As an ideology, customer obsession means recognizing that the people who have direct contact with your customers on a daily basis are closest to their successes and their failures. Those front-line employees know the intricate details of what your customers love, like, and hate about your products, services, and touchpoints, and they’ve heard every point of frustration and delight firsthand.

Whether you work at a restaurant that serves coffee to consumers or at a curious minded research company that offers qualitative moderation to researcher buyers, every company has their own uniquely wise, front-line employees.

That’s why it’s so important that front-line employees are included in the decision-making process at every level of the company. Customer-obsessed companies ensure that the voice of the customer is present, listened to, and acted on at every important meeting, and not simply acknowledged by someone with the title of Chief Customer Officer.

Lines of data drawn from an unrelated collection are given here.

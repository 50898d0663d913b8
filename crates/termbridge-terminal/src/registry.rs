//! Per-session delivery tasks and the registry that tracks them.
//!
//! Each subscribed session gets exactly one task. The task owns the backend
//! screen stream, pulls updates in backend order and forwards them into the
//! listener channel. The registry map is the only shared mutable state; its
//! lock is never held across an `.await`.

use std::collections::HashMap;
use std::sync::atomic::{AtomicBool, AtomicU64, Ordering};
use std::sync::{Arc, Mutex, MutexGuard};

use termbridge_types::UpdateEvent;
use tokio::sync::mpsc;
use tokio::task::JoinHandle;
use tokio_util::sync::CancellationToken;

use super::backend::{BackendError, SessionRef, TerminalBackend};

/// Names one delivery task
///
/// Session ids are reused once a task ends, so stopping by ticket only ever
/// touches the task the ticket was issued for.
#[derive(Debug, Clone)]
pub struct StreamTicket {
    session_id: String,
    generation: u64,
    ended: CancellationToken,
}

impl StreamTicket {
    pub fn session_id(&self) -> &str {
        &self.session_id
    }

    pub fn generation(&self) -> u64 {
        self.generation
    }

    /// Resolves once the delivery task has finished, however it ended
    pub async fn ended(&self) {
        self.ended.cancelled().await
    }

    pub fn is_ended(&self) -> bool {
        self.ended.is_cancelled()
    }
}

impl PartialEq for StreamTicket {
    fn eq(&self, other: &Self) -> bool {
        self.generation == other.generation && self.session_id == other.session_id
    }
}

impl Eq for StreamTicket {}

/// Result of a subscribe request
#[derive(Debug, Clone, PartialEq, Eq)]
pub enum Subscription {
    /// A new delivery task was started for the listener
    Started(StreamTicket),
    /// The session already has a delivery task; nothing changed
    AlreadyActive(StreamTicket),
}

impl Subscription {
    pub fn ticket(&self) -> &StreamTicket {
        match self {
            Subscription::Started(ticket) | Subscription::AlreadyActive(ticket) => ticket,
        }
    }

    pub fn is_started(&self) -> bool {
        matches!(self, Subscription::Started(_))
    }
}

/// Running delivery task
struct StreamHandle {
    generation: u64,
    cancel: CancellationToken,
    ended: CancellationToken,
    task: JoinHandle<()>,
}

impl StreamHandle {
    fn ticket(&self, session_id: &str) -> StreamTicket {
        StreamTicket {
            session_id: session_id.to_string(),
            generation: self.generation,
            ended: self.ended.clone(),
        }
    }

    /// Cancel the task and wait until it has released its stream
    async fn stop(self, session_id: &str) {
        self.cancel.cancel();
        if let Err(e) = self.task.await {
            if e.is_panic() {
                tracing::error!(session_id, "Delivery task panicked: {}", e);
            }
        }
    }
}

type HandleMap = HashMap<String, StreamHandle>;

/// Guarded map from session id to its delivery task
#[derive(Clone, Default)]
pub struct StreamRegistry {
    handles: Arc<Mutex<HandleMap>>,
    next_generation: Arc<AtomicU64>,
    closed: Arc<AtomicBool>,
}

impl StreamRegistry {
    pub fn new() -> Self {
        Self::default()
    }

    fn lock(&self) -> MutexGuard<'_, HandleMap> {
        // Every critical section is a single map operation, so poison is harmless
        self.handles.lock().unwrap_or_else(|poisoned| poisoned.into_inner())
    }

    pub fn contains(&self, session_id: &str) -> bool {
        self.lock().contains_key(session_id)
    }

    pub fn len(&self) -> usize {
        self.lock().len()
    }

    pub fn is_empty(&self) -> bool {
        self.lock().is_empty()
    }

    /// Ticket of the running task for a session, if any
    pub fn active(&self, session_id: &str) -> Option<StreamTicket> {
        self.lock().get(session_id).map(|handle| handle.ticket(session_id))
    }

    pub fn is_closed(&self) -> bool {
        self.closed.load(Ordering::SeqCst)
    }

    /// Start a delivery task for `session` unless one is already registered
    pub fn start(
        &self,
        backend: Arc<dyn TerminalBackend>,
        session: SessionRef,
        listener: mpsc::Sender<UpdateEvent>,
    ) -> Result<Subscription, BackendError> {
        let mut handles = self.lock();
        // Checked under the lock so shutdown's drain cannot miss a late insert
        if self.is_closed() {
            return Err(BackendError::Connectivity("terminal manager is shut down".to_string()));
        }
        if let Some(handle) = handles.get(&session.id) {
            return Ok(Subscription::AlreadyActive(handle.ticket(&session.id)));
        }

        let generation = self.next_generation.fetch_add(1, Ordering::SeqCst);
        let cancel = CancellationToken::new();
        let ended = CancellationToken::new();
        let task = tokio::spawn(deliver(
            backend,
            session.clone(),
            listener,
            Lifecycle {
                session_id: session.id.clone(),
                generation,
                cancel: cancel.clone(),
                ended: ended.clone(),
                registry: self.clone(),
            },
        ));

        let handle = StreamHandle {
            generation,
            cancel,
            ended,
            task,
        };
        let ticket = handle.ticket(&session.id);
        handles.insert(session.id, handle);
        Ok(Subscription::Started(ticket))
    }

    /// Stop the delivery task for a session; `false` if there was none
    pub async fn stop(&self, session_id: &str) -> bool {
        let handle = self.lock().remove(session_id);
        match handle {
            Some(handle) => {
                handle.stop(session_id).await;
                tracing::debug!(session_id, "Stopped screen stream");
                true
            }
            None => false,
        }
    }

    /// Stop the task a ticket was issued for
    ///
    /// `false` when that task already ended; a newer task for the same
    /// session is left alone.
    pub async fn stop_ticket(&self, ticket: &StreamTicket) -> bool {
        let handle = {
            let mut handles = self.lock();
            let owned = handles.get(&ticket.session_id).map(|h| h.generation) == Some(ticket.generation);
            if owned {
                handles.remove(&ticket.session_id)
            } else {
                None
            }
        };
        match handle {
            Some(handle) => {
                handle.stop(&ticket.session_id).await;
                tracing::debug!(session_id = %ticket.session_id, "Stopped screen stream");
                true
            }
            None => false,
        }
    }

    /// Stop every task and refuse new ones
    pub async fn close(&self) {
        let drained: Vec<(String, StreamHandle)> = {
            let mut handles = self.lock();
            self.closed.store(true, Ordering::SeqCst);
            handles.drain().collect()
        };

        let count = drained.len();
        futures::future::join_all(
            drained
                .into_iter()
                .map(|(session_id, handle)| async move { handle.stop(&session_id).await }),
        )
        .await;

        if count > 0 {
            tracing::info!(count, "Stopped all screen streams");
        }
    }

    /// Called by a task that ended on its own; only removes its own entry
    fn release(&self, session_id: &str, generation: u64) {
        let mut handles = self.lock();
        if handles.get(session_id).map(|h| h.generation) == Some(generation) {
            handles.remove(session_id);
        }
    }
}

/// Registry bookkeeping owned by a delivery task
///
/// Dropped on every exit path, panics included: the task's own entry is
/// released first, then ticket holders are told the task ended.
struct Lifecycle {
    session_id: String,
    generation: u64,
    cancel: CancellationToken,
    ended: CancellationToken,
    registry: StreamRegistry,
}

impl Drop for Lifecycle {
    fn drop(&mut self) {
        self.registry.release(&self.session_id, self.generation);
        self.ended.cancel();
    }
}

/// Body of a delivery task
async fn deliver(
    backend: Arc<dyn TerminalBackend>,
    session: SessionRef,
    listener: mpsc::Sender<UpdateEvent>,
    lifecycle: Lifecycle,
) {
    let session_id = session.id.clone();
    let cancel = lifecycle.cancel.clone();

    let opened = tokio::select! {
        _ = cancel.cancelled() => return,
        opened = backend.open_screen_stream(&session) => opened,
    };
    let mut stream = match opened {
        Ok(stream) => stream,
        Err(e) => {
            tracing::warn!(session_id = %session_id, "Failed to open screen stream: {}", e);
            let _ = listener.try_send(UpdateEvent::closed(&session_id, e.to_string()));
            return;
        }
    };
    tracing::debug!(session_id = %session_id, "Screen stream opened");

    loop {
        let pulled = tokio::select! {
            biased;
            _ = cancel.cancelled() => break,
            pulled = stream.pull() => pulled,
        };

        let contents = match pulled {
            Ok(contents) => contents,
            Err(e) => {
                tracing::error!(session_id = %session_id, "Screen stream failed: {}", e);
                let _ = listener.try_send(UpdateEvent::closed(&session_id, e.to_string()));
                break;
            }
        };

        let event = UpdateEvent::output(&session_id, &contents.text(), contents.cursor);
        let sent = tokio::select! {
            biased;
            _ = cancel.cancelled() => break,
            sent = listener.send(event) => sent,
        };
        if sent.is_err() {
            tracing::debug!(session_id = %session_id, "Listener went away");
            break;
        }
    }

    stream.close().await;
    drop(lifecycle);
}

And, that’s why every senior level employee ought to serve as a front-line employee on a regular basis. Not just for an hour or two during their first week of orientation, but rather for several days on an annual basis. Every single person in the company needs to have top-of-mind, first-hand knowledge of what it’s like to be a customer with their company and be able to apply that knowledge to everything they do.

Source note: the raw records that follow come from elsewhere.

#![allow(dead_code)]

use std::net::SocketAddr;
use std::sync::Arc;
use std::time::Duration;

use termbridge::terminal::fake::FakeBackend;
use termbridge::types::CursorPosition;
use termbridge::web::{WebServer, WebServerConfig};
use termbridge::TerminalManager;

pub const DEV_PORT: u16 = 5173;

/// One window, one tab, two panes; `%1` has something on screen
pub fn backend() -> Arc<FakeBackend> {
    Arc::new(
        FakeBackend::new()
            .with_window("$0", "main", vec![("@0", "zsh", vec!["%0", "%1"])])
            .with_screen(
                "%1",
                &["$ ls", "Cargo.toml  README.md", "$ "],
                CursorPosition { x: 2, y: 2 },
            )
            .with_overflow("%1", 12),
    )
}

pub fn server(backend: Arc<FakeBackend>, list_refresh: Duration) -> WebServer {
    let manager = Arc::new(TerminalManager::new(backend));
    let config = WebServerConfig {
        bind_addr: SocketAddr::from(([127, 0, 0, 1], 0)),
        cors_dev_port: DEV_PORT,
        list_refresh,
        update_buffer: 16,
    };
    WebServer::new(config, manager)
}

/// Serve the router on an ephemeral port
pub async fn spawn(server: &WebServer) -> SocketAddr {
    let listener = tokio::net::TcpListener::bind("127.0.0.1:0").await.unwrap();
    let addr = listener.local_addr().unwrap();
    let app = server.router();
    tokio::spawn(async move {
        axum::serve(listener, app).await.unwrap();
    });
    addr
}
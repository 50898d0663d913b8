// Web frontend module
pub mod protocol;
pub mod routes;
pub mod server;

pub use protocol::DirectoryMessage;
pub use routes::{create_router, AppState};
pub use server::{WebServer, WebServerConfig};
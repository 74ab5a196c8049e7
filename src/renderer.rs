//! Markdown to HTML rendering.
//!
//! Wraps pulldown-cmark with a fixed option set and routes fenced code
//! blocks through the syntax highlighter. Output is an HTML string destined
//! for the host page; no sanitization is applied beyond what the engine
//! itself escapes.

use anyhow::Result;
use pulldown_cmark::{html, CodeBlockKind, Event, Options, Parser, Tag};

use crate::error::PreviewError;
use crate::highlighter::SyntaxHighlighter;
use crate::theme::Theme;

/// Fixed option set for the markdown engine.
///
/// Defaults: hard line breaks on (single newlines become `<br>`), GitHub
/// flavored extensions on (tables, strikethrough, task lists), smart
/// punctuation off.
#[derive(Debug, Clone, Copy, PartialEq, Eq)]
pub struct RendererConfig {
    pub hard_breaks: bool,
    pub tables: bool,
    pub strikethrough: bool,
    pub tasklists: bool,
    pub smart_punctuation: bool,
}

impl Default for RendererConfig {
    fn default() -> Self {
        Self {
            hard_breaks: true,
            tables: true,
            strikethrough: true,
            tasklists: true,
            smart_punctuation: false,
        }
    }
}

impl RendererConfig {
    fn options(&self) -> Options {
        let mut options = Options::empty();
        if self.tables {
            options.insert(Options::ENABLE_TABLES);
        }
        if self.strikethrough {
            options.insert(Options::ENABLE_STRIKETHROUGH);
        }
        if self.tasklists {
            options.insert(Options::ENABLE_TASKLISTS);
        }
        if self.smart_punctuation {
            options.insert(Options::ENABLE_SMART_PUNCTUATION);
        }
        options
    }
}

/// Renders markdown text to an HTML string.
pub struct MarkdownRenderer {
    config: RendererConfig,
    highlighter: SyntaxHighlighter,
}

impl MarkdownRenderer {
    /// Creates a renderer with the fixed default configuration.
    pub fn new(theme: Theme) -> Result<Self> {
        Self::with_config(RendererConfig::default(), theme)
    }

    pub fn with_config(config: RendererConfig, theme: Theme) -> Result<Self> {
        Ok(Self {
            config,
            highlighter: SyntaxHighlighter::new(theme)?,
        })
    }

    pub fn config(&self) -> &RendererConfig {
        &self.config
    }

    /// Converts `markdown` to HTML.
    ///
    /// Empty or whitespace-only input is a validation failure; an engine
    /// that produces no output for non-empty input is a parse failure. Both
    /// come back as structured [`PreviewError`] values, never panics.
    pub fn render(&self, markdown: &str) -> Result<String, PreviewError> {
        if markdown.trim().is_empty() {
            return Err(PreviewError::Validation(
                "cannot render empty content".into(),
            ));
        }

        let mut parser = Parser::new_ext(markdown, self.config.options());
        let mut events: Vec<Event> = Vec::new();
        while let Some(event) = parser.next() {
            match event {
                Event::Start(Tag::CodeBlock(kind)) => {
                    let hint = fence_language(&kind);
                    let code = collect_code_block(&mut parser);
                    let highlighted = self.highlighter.highlight(&code, hint.as_deref());
                    events.push(Event::Html(highlighted.into()));
                }
                Event::SoftBreak if self.config.hard_breaks => {
                    events.push(Event::HardBreak);
                }
                other => events.push(other),
            }
        }

        let mut output = String::new();
        html::push_html(&mut output, events.into_iter());
        if output.trim().is_empty() {
            return Err(PreviewError::Parse(
                "markdown engine produced no output".into(),
            ));
        }
        Ok(output)
    }
}

fn fence_language(kind: &CodeBlockKind) -> Option<String> {
    match kind {
        CodeBlockKind::Fenced(info) => {
            let lang = info.split_whitespace().next().unwrap_or("");
            (!lang.is_empty()).then(|| lang.to_string())
        }
        CodeBlockKind::Indented => None,
    }
}

/// Drains the event stream up to the matching code block end tag, returning
/// the block's text.
fn collect_code_block(parser: &mut Parser) -> String {
    let mut code = String::new();
    for event in parser.by_ref() {
        match event {
            Event::Text(text) => code.push_str(&text),
            Event::End(Tag::CodeBlock(_)) => break,
            _ => {}
        }
    }
    code
}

For example, Muhtar Kent, the chair and CEO of Coca-Cola, valued at $80 billion, used to visit a store every week in order to learn from store managers and shoppers, and gather tidbits of knowledge about pricing, packaging, and market trends. Fifty visits a year, talking to many people each time, over many years makes for a comprehensive longitudinal research study.

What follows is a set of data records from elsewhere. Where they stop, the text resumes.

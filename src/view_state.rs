//! View state machine: original-content backup, rendered-HTML caching, and
//! the Raw/Rendered toggle protocol.
//!
//! The controller owns the one [`ContentSnapshot`] taken per page lifecycle
//! and guarantees the container always shows exactly what the current mode
//! dictates. Mutation failures roll the markup back so the page is never
//! left half-swapped.

use std::fmt;
use std::str::FromStr;

use crate::error::PreviewError;
use crate::host::ContentContainer;

/// Class added to the container while the rendered view is active.
pub const RENDERED_MARKER_CLASS: &str = "mdpreview-rendered";

/// Which content the container currently shows.
#[derive(Debug, Clone, Copy, PartialEq, Eq, Default)]
pub enum ViewMode {
    #[default]
    Raw,
    Rendered,
}

impl ViewMode {
    pub fn as_str(self) -> &'static str {
        match self {
            ViewMode::Raw => "raw",
            ViewMode::Rendered => "rendered",
        }
    }
}

impl fmt::Display for ViewMode {
    fn fmt(&self, f: &mut fmt::Formatter<'_>) -> fmt::Result {
        f.write_str(self.as_str())
    }
}

impl FromStr for ViewMode {
    type Err = ();

    fn from_str(s: &str) -> Result<Self, Self::Err> {
        match s {
            "raw" => Ok(ViewMode::Raw),
            "rendered" => Ok(ViewMode::Rendered),
            _ => Err(()),
        }
    }
}

/// Exact pre-replacement state of the content container. Captured once,
/// immutable afterwards.
#[derive(Debug, Clone, PartialEq, Eq)]
pub struct ContentSnapshot {
    pub raw_html: String,
    pub raw_text: String,
    pub css_class: String,
    pub tag_name: String,
}

impl ContentSnapshot {
    pub fn capture(container: &dyn ContentContainer) -> Self {
        Self {
            raw_html: container.raw_html().to_string(),
            raw_text: container.raw_text().to_string(),
            css_class: container.css_class().to_string(),
            tag_name: container.tag_name().to_string(),
        }
    }
}

/// Result of a toggle request.
#[derive(Debug, Clone, Copy, PartialEq, Eq)]
pub enum ToggleOutcome {
    /// The view switched to the given mode.
    Switched(ViewMode),
    /// Raw view with no cached rendered HTML; nothing to switch to.
    NoRenderedContent,
    /// A transition is already in flight; the request was rejected.
    Busy,
}

/// Owns the snapshot, the cached rendered HTML, and the current view mode.
#[derive(Default)]
pub struct ViewController {
    snapshot: Option<ContentSnapshot>,
    rendered_html: Option<String>,
    mode: ViewMode,
    in_flight: bool,
}

impl ViewController {
    pub fn new() -> Self {
        Self::default()
    }

    pub fn mode(&self) -> ViewMode {
        self.mode
    }

    pub fn snapshot(&self) -> Option<&ContentSnapshot> {
        self.snapshot.as_ref()
    }

    pub fn has_rendered_html(&self) -> bool {
        self.rendered_html.is_some()
    }

    pub fn is_transition_in_flight(&self) -> bool {
        self.in_flight
    }

    /// Captures the container state if no snapshot exists yet. Safe to call
    /// repeatedly; only the first call captures.
    pub fn ensure_snapshot(&mut self, container: &dyn ContentContainer) {
        if self.snapshot.is_none() {
            self.snapshot = Some(ContentSnapshot::capture(container));
        }
    }

    /// Caches rendered HTML without touching the page, so a later toggle
    /// can switch to it. Rejects empty markup.
    pub fn cache_rendered(&mut self, rendered_html: &str) -> Result<(), PreviewError> {
        if rendered_html.trim().is_empty() {
            return Err(PreviewError::Validation("rendered HTML is empty".into()));
        }
        self.rendered_html = Some(rendered_html.to_string());
        Ok(())
    }

    /// Raw → Rendered: snapshots the container (if not yet done), swaps in
    /// the rendered markup, and adds the marker class.
    pub fn activate(
        &mut self,
        container: &mut dyn ContentContainer,
        rendered_html: &str,
    ) -> Result<(), PreviewError> {
        if rendered_html.trim().is_empty() {
            return Err(PreviewError::Validation("rendered HTML is empty".into()));
        }
        self.ensure_snapshot(container);
        let base_class = self
            .snapshot
            .as_ref()
            .map(|s| s.css_class.clone())
            .unwrap_or_default();
        let marked_class = if base_class.is_empty() {
            RENDERED_MARKER_CLASS.to_string()
        } else {
            format!("{base_class} {RENDERED_MARKER_CLASS}")
        };

        let previous_html = container.raw_html().to_string();
        container.set_html(rendered_html)?;
        if let Err(err) = container.set_css_class(&marked_class) {
            // The container must never stay half-swapped.
            let _ = container.set_html(&previous_html);
            return Err(err);
        }

        self.rendered_html = Some(rendered_html.to_string());
        self.mode = ViewMode::Rendered;
        Ok(())
    }

    /// Rendered → Raw: restores markup and class exactly from the snapshot.
    pub fn deactivate(&mut self, container: &mut dyn ContentContainer) -> Result<(), PreviewError> {
        let snapshot = self
            .snapshot
            .clone()
            .ok_or_else(|| PreviewError::Dom("no snapshot to restore".into()))?;

        let previous_html = container.raw_html().to_string();
        container.set_html(&snapshot.raw_html)?;
        if let Err(err) = container.set_css_class(&snapshot.css_class) {
            let _ = container.set_html(&previous_html);
            return Err(err);
        }

        self.mode = ViewMode::Raw;
        Ok(())
    }

    /// Switches between views. Rejected with [`ToggleOutcome::Busy`] while a
    /// staged transition is in flight.
    pub fn toggle(
        &mut self,
        container: &mut dyn ContentContainer,
    ) -> Result<ToggleOutcome, PreviewError> {
        if self.in_flight {
            return Ok(ToggleOutcome::Busy);
        }
        self.dispatch_toggle(container)
    }

    /// Marks a staged transition as started. Returns false if one is already
    /// in flight, which disables the toggle control for the caller.
    pub(crate) fn begin_transition(&mut self) -> bool {
        if self.in_flight {
            return false;
        }
        self.in_flight = true;
        true
    }

    pub(crate) fn finish_transition(&mut self) {
        self.in_flight = false;
    }

    /// The actual toggle dispatch, used both directly and as the final task
    /// of a staged transition.
    pub(crate) fn dispatch_toggle(
        &mut self,
        container: &mut dyn ContentContainer,
    ) -> Result<ToggleOutcome, PreviewError> {
        match self.mode {
            ViewMode::Rendered => {
                self.deactivate(container)?;
                Ok(ToggleOutcome::Switched(ViewMode::Raw))
            }
            ViewMode::Raw => match self.rendered_html.clone() {
                Some(html) => {
                    self.activate(container, &html)?;
                    Ok(ToggleOutcome::Switched(ViewMode::Rendered))
                }
                None => Ok(ToggleOutcome::NoRenderedContent),
            },
        }
    }
}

Customer-obsessed companies also move power to their front-line employees. They allow the people who are most in-tune with customer needs and desires to be individually responsible and empowered to create value for the customer themselves. Rather than making customers suffer through endless “not my job” and delegation employees, customer-obsessed companies ensure that the buck stops at the front-line employee. Whatever the customer’s problem may be, the first person they speak with will be the person who solves their problem. This is what customers want and this is what customer obsessed companies strive to provide.

Amazon is one example of a company that has moved power to the front-line. They have empowered their front-line employees to offer gift vouchers and free months of Amazon Prime at their own discretion. Jeff Bezos, CEO of Amazon, valued at $900 billion, has said, “If we can keep our competitors focused on us while we stay focused on the customer, ultimately we’ll turn out all right. That’s customer obsession.”

In essence, it’s reversing, or even flattening, the hierarchy of power – pushing managers onto the front-line and pulling front-line experts into management. It’s creating an environment where the CEO, the C-suite, and every single employee of the company understands who their core customers are. One where every single employee understands and feels connected to the purpose of the company and takes company results personally. One where every single employee feels like an owner.

Because leadership is not just for the CEO. It’s for everyone from line manager to clerk to associate to manager, director, and VP.